Jomini, who lived to be ninety years old, witnessed the rapid rise of railroads, telegraph, and other technologies. Yet, claiming that his precepts were perennial truths, he shunned these advances. He argued that his principles had brought victories to Hannibal, Caesar, and Napoleon; therefore, no matter how warfare changed, they would always prevail. Like other Enlightenment philosophers, Jomini tried to reduce war—a very complex human phenomenon—to a rational science.
In the first part of the nineteenth century, the American military thinker Dennis Hart Mahan introduced Jominian logic to the United States after spending four years in France analyzing Napoleonic warfare. Mahan joined the U.S. Military Academy in 1830, and for the next forty years taught engineering and operational strategy to a host of future Civil War generals. Robert E. Lee, Henry W. Halleck, George B. McClellan, and other commanders became very familiar with Jominian concepts.
Both as a student and as one of West Point's commandants, General Lee was aware of Jomini's principles, and when the opportunity arose, he applied them.
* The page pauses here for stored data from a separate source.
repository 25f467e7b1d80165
pub mod runtime;
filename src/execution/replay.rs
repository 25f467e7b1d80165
// Replay driver - feeds recorded lifecycle events to a reporter host in order

use anyhow::{Context, Result};
use std::io::BufRead;
use tracing::{debug, info};

use super::events::LifecycleEvent;
use crate::report::{HostError, ReporterPluginHost};
use crate::time;

/// Counts gathered while replaying
#[derive(Debug, Clone, Copy, Default, PartialEq, Eq)]
pub struct ReplaySummary {
    pub events: usize,
    /// Test starts the plugin chose not to handle
    pub unhandled_test_starts: usize,
}

/// Deliver one event to `host`. Returns `false` for a test start the plugin
/// does not implement.
pub fn dispatch(host: &mut ReporterPluginHost, event: LifecycleEvent) -> Result<bool, HostError> {
    match event {
        LifecycleEvent::TaskStart {
            start_time,
            user_agents,
            test_count,
            test_structure,
            task_properties,
        } => host.report_task_start(
            start_time.unwrap_or_else(time::now_utc),
            user_agents,
            test_count,
            &test_structure,
            &task_properties,
        )?,
        LifecycleEvent::FixtureStart { name, path, meta } => {
            host.report_fixture_start(&name, &path, &meta)?
        }
        LifecycleEvent::TestStart { name, meta } => {
            return host.report_test_start(&name, &meta);
        }
        LifecycleEvent::TestDone {
            name,
            meta,
            run_info,
        } => host.report_test_done(&name, run_info.into(), &meta)?,
        LifecycleEvent::TaskDone {
            end_time,
            passed,
            warnings,
        } => host.report_task_done(end_time.unwrap_or_else(time::now_utc), passed, warnings)?,
    }

    Ok(true)
}

/// Read newline-delimited JSON events from `reader` and play them against
/// `host`, stopping at the first malformed line or failing hook.
pub fn replay<R: BufRead>(reader: R, host: &mut ReporterPluginHost) -> Result<ReplaySummary> {
    let mut summary = ReplaySummary::default();

    for (idx, line) in reader.lines().enumerate() {
        let line_no = idx + 1;
        let line = line.with_context(|| format!("Failed to read event line {}", line_no))?;
        if line.trim().is_empty() {
            continue;
        }

        let event: LifecycleEvent = serde_json::from_str(&line)
            .with_context(|| format!("Invalid lifecycle event on line {}", line_no))?;
        let kind = event.kind();
        debug!("line {}: {}", line_no, kind);

        let handled = dispatch(host, event)
            .with_context(|| format!("Reporter failed on {} (line {})", kind, line_no))?;

        summary.events += 1;
        if !handled {
            summary.unhandled_test_starts += 1;
        }
    }

    info!(
        "Replayed {} event(s) through reporter '{}'",
        summary.events,
        host.name()
    );

    Ok(summary)
}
For example, during the Battle of Chancellorsville—outnumbered nearly two to one—Lee reconfigured his forces to block the Union army's left and center flanks. Then, finding the enemy's critical point, he sent Gen. “Stonewall” Jackson around the Union's right and successfully defeated them. Chancellorsville was reminiscent of the way Jomini described Napoleon's use of these same maneuvers in the Marengo campaign in Italy of 1800.
During the later half of the nineteenth century, Jomini's theories became popular at the U.S. Naval War College. Dennis Mahan's son, Alfred T. Mahan, joined the college in 1885 and a year later became its president. From this pulpit, he lectured and wrote about a blue‐water strategy that included frequent references to Jomini's principles. Never divide the fleet, Mahan admonished. Seek out your opponent and strike him down in an overwhelming display of massive and concentrated seapower.
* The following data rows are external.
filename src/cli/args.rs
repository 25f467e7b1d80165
// CLI argument definitions using Clap

use clap::{Args, Parser, Subcommand};
use std::path::PathBuf;

/// Render test runner lifecycle events through pluggable reporters
#[derive(Parser, Debug)]
#[command(name = "reporthost")]
#[command(version = env!("CARGO_PKG_VERSION"))]
#[command(about = "Render test runner lifecycle events through pluggable reporters", long_about = None)]
pub struct Cli {
    #[command(subcommand)]
    pub command: Option<Commands>,

    /// Enable verbose debug output
    #[arg(short = 'v', long, global = true, default_value_t = false)]
    pub verbose: bool,

    /// Disable colored output
    #[arg(short = 'c', long, global = true, default_value_t = false)]
    pub no_color: bool,

    /// Show current configuration and exit
    #[arg(long, default_value_t = false)]
    pub config: bool,

    /// Create default configuration file
    #[arg(long, value_name = "CONFIG_FILE")]
    pub init_config: Option<PathBuf>,

    /// Print shell completion script (bash, zsh, fish, powershell)
    #[arg(long, value_name = "SHELL_TYPE", value_parser = ["bash", "zsh", "fish", "powershell"])]
    pub completion: Option<String>,
}

#[derive(Subcommand, Debug)]
pub enum Commands {
    /// Replay recorded lifecycle events (NDJSON) through a reporter
    Replay(ReplayArgs),

    /// List available reporters
    List(ListArgs),

    /// Print the markup tags error renderers may use
    Tags,
}

#[derive(Args, Debug, Clone)]
pub struct ReplayArgs {
    /// Event file, one JSON event per line ("-" for stdin)
    #[arg(required = true)]
    pub events: PathBuf,

    /// Reporter to use (see `reporthost list`)
    #[arg(short, long)]
    pub reporter: Option<String>,

    /// Write the report to a file instead of stdout
    #[arg(short, long)]
    pub output: Option<PathBuf>,

    /// Wrap long lines at the viewport width
    #[arg(long, default_value_t = false)]
    pub word_wrap: bool,

    /// Indent everything the reporter writes by N spaces
    #[arg(long, value_name = "N")]
    pub indent: Option<usize>,

    /// Viewport width in columns (defaults to the terminal width)
    #[arg(long, value_name = "COLUMNS")]
    pub width: Option<usize>,
}

#[derive(Args, Debug, Clone)]
pub struct ListArgs {
    /// Output format (text, json)
    #[arg(long, default_value = "text")]
    pub format: String,
}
Among naval officers, Mahan's seapower themes remained popular well into the twentieth century. During World War II, operational plans called for the U.S. Navy to concentrate its fleet in the mid‐Pacific and defeat the Japanese Imperial Navy in decisive Mahanian‐style sea battle. For the most part, not until the demise of the Soviet Navy in the late 1980s did the U.S. Navy begin looking beyond Jomini and Mahan for other strategic concepts.
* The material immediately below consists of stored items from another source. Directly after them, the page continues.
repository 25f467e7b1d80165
// Plain-string formatting primitives: indentation, word wrap, escaping

use once_cell::sync::Lazy;
use regex::Regex;
use std::borrow::Cow;

static TOKEN_RE: Lazy<Regex> =
    Lazy::new(|| Regex::new(r"\S+[ \t]+|\S+\n|\n").expect("valid token regex"));

/// Width of `text` as it appears on a terminal, ignoring ANSI escape sequences.
pub fn visible_width(text: &str) -> usize {
    console::measure_text_width(text)
}

/// Strip ANSI styling sequences.
pub fn remove_tty_colors(text: &str) -> Cow<'_, str> {
    console::strip_ansi_codes(text)
}

/// Prefix every non-blank line of `text` with `width` spaces.
///
/// Blank and whitespace-only lines are left as they are, so indenting an
/// empty string yields an empty string.
pub fn indent_string(text: &str, width: usize) -> String {
    if width == 0 {
        return text.to_string();
    }

    let pad = " ".repeat(width);
    text.split('\n')
        .map(|line| {
            if line.trim().is_empty() {
                line.to_string()
            } else {
                format!("{pad}{line}")
            }
        })
        .collect::<Vec<_>>()
        .join("\n")
}

/// Reflow `text` so that no line is wider than `width` visible columns,
/// counting the `indent` spaces each line is prefixed with.
///
/// Text that already fits is only indented. Otherwise it is split into
/// tokens that keep their trailing whitespace and packed greedily, so
/// alignment inside a line survives. A token wider than the available
/// space occupies its own line. Existing line breaks are kept.
pub fn word_wrap(text: &str, indent: usize, width: usize) -> String {
    let available = width.saturating_sub(indent);
    if measured_len(text) <= available {
        return indent_string(text, indent);
    }

    let normalized = text.replace("\r\n", "\n");
    let mut wrapped = String::with_capacity(normalized.len());
    let mut current = String::new();

    for token in tokens(&normalized) {
        if current.ends_with('\n') {
            wrapped.push_str(&current);
            current.clear();
        }

        if !current.is_empty() && measured_len(&current) + measured_len(token) > available {
            wrapped.push_str(&current);
            wrapped.push('\n');
            current.clear();
        }
        current.push_str(token);
    }
    wrapped.push_str(&current);

    indent_string(&wrapped, indent)
}

/// Split `text` into consecutive tokens: a word with its trailing blanks,
/// a word ending a line, a bare line break, or a run of leading blanks.
/// The tokens concatenate back to `text`.
fn tokens(text: &str) -> Vec<&str> {
    let mut out = Vec::new();
    let mut last = 0;

    for m in TOKEN_RE.find_iter(text) {
        if m.start() > last {
            out.push(&text[last..m.start()]);
        }
        out.push(m.as_str());
        last = m.end();
    }
    if last < text.len() {
        out.push(&text[last..]);
    }

    out
}

/// Visible width with each line break counted as one column.
fn measured_len(text: &str) -> usize {
    text.split('\n').map(visible_width).sum::<usize>() + text.matches('\n').count()
}

/// Escape the characters that are significant in HTML markup.
pub fn escape_html(text: &str) -> String {
    let mut escaped = String::with_capacity(text.len());
    for ch in text.chars() {
        match ch {
            '&' => escaped.push_str("&amp;"),
            '<' => escaped.push_str("&lt;"),
            '>' => escaped.push_str("&gt;"),
            '"' => escaped.push_str("&quot;"),
            '\'' => escaped.push_str("&#39;"),
            _ => escaped.push(ch),
        }
    }
    escaped
}

#[cfg(test)]
mod tests {
    use super::*;

    #[test]
    fn test_indent_string_zero_is_noop() {
        assert_eq!(indent_string("a\nb", 0), "a\nb");
    }

    #[test]
    fn test_indent_string_skips_blank_lines() {
        assert_eq!(indent_string("a\n\nb", 2), "  a\n\n  b");
        assert_eq!(indent_string("", 4), "");
    }

    #[test]
    fn test_word_wrap_breaks_on_words() {
        let wrapped = word_wrap("the quick brown fox", 0, 10);
        assert_eq!(wrapped, "the quick \nbrown fox");
    }

    #[test]
    fn test_word_wrap_counts_indent() {
        let wrapped = word_wrap("aaa bbb ccc", 2, 9);
        assert_eq!(wrapped, "  aaa \n  bbb ccc");
    }

    #[test]
    fn test_word_wrap_long_word_overflows() {
        let wrapped = word_wrap("a verylongword b", 0, 5);
        assert_eq!(wrapped, "a \nverylongword \nb");
    }

    #[test]
    fn test_word_wrap_ignores_ansi_in_width() {
        let styled = console::Style::new().red().force_styling(true);
        let text = format!("{} {}", styled.apply_to("abc"), styled.apply_to("def"));
        let wrapped = word_wrap(&text, 0, 7);
        assert!(!wrapped.contains('\n'));
    }

    #[test]
    fn test_word_wrap_keeps_fitting_text() {
        let frame = "   11 |    await t.click('#a')";
        assert_eq!(word_wrap(frame, 0, 80), frame);
        assert_eq!(word_wrap(frame, 2, 80), format!("  {frame}"));
    }

    #[test]
    fn test_word_wrap_keeps_alignment_when_wrapping() {
        let text = "    a  b\n  c d";
        assert_eq!(word_wrap(text, 0, 8), "    a  \nb\n  c d");
    }

    #[test]
    fn test_tokens_concatenate_back() {
        let text = "  lead  double\tword\n\nlast";
        assert_eq!(tokens(text).concat(), text);
        assert_eq!(
            tokens(text),
            vec!["  ", "lead  ", "double\t", "word\n", "\n", "last"]
        );
    }

    #[test]
    fn test_word_wrap_empty() {
        assert_eq!(word_wrap("", 3, 10), "");
    }

    #[test]
    fn test_escape_html() {
        assert_eq!(
            escape_html("<a href=\"x\">Tom & Jerry's</a>"),
            "&lt;a href=&quot;x&quot;&gt;Tom &amp; Jerry&#39;s&lt;/a&gt;"
        );
    }

    #[test]
    fn test_remove_tty_colors() {
        let styled = console::Style::new().bold().force_styling(true);
        let text = styled.apply_to("hi").to_string();
        assert_ne!(text, "hi");
        assert_eq!(remove_tty_colors(&text), "hi");
        assert_eq!(visible_width(&text), 2);
    }
}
On occasion, strict adherence to the Mahanian principles proved to be unproductive. During the Battle of Leyte Gulf (1944), Adm. William F. Halsey elected to sail his main fleet from the San Bernadino Straits and throw it, in mass, upon the Japanese carriers, which proved to be decoys. In an effort never to divide the fleet, Halsey vacated San Bernadino, allowing a second Japanese force to sail through the straits, defeated surprisingly by a small if aggressive U.S. force.
During the early twentieth century, the Principles of War slowly became an essential part of the military's lexicon. British Gen. J. F. C. Fuller, in an attempt to establish a science of war, was one of the first to codify Jomini's postulates into short, easy to understand concepts. Writing in various military journals, Fuller helped popularize their use.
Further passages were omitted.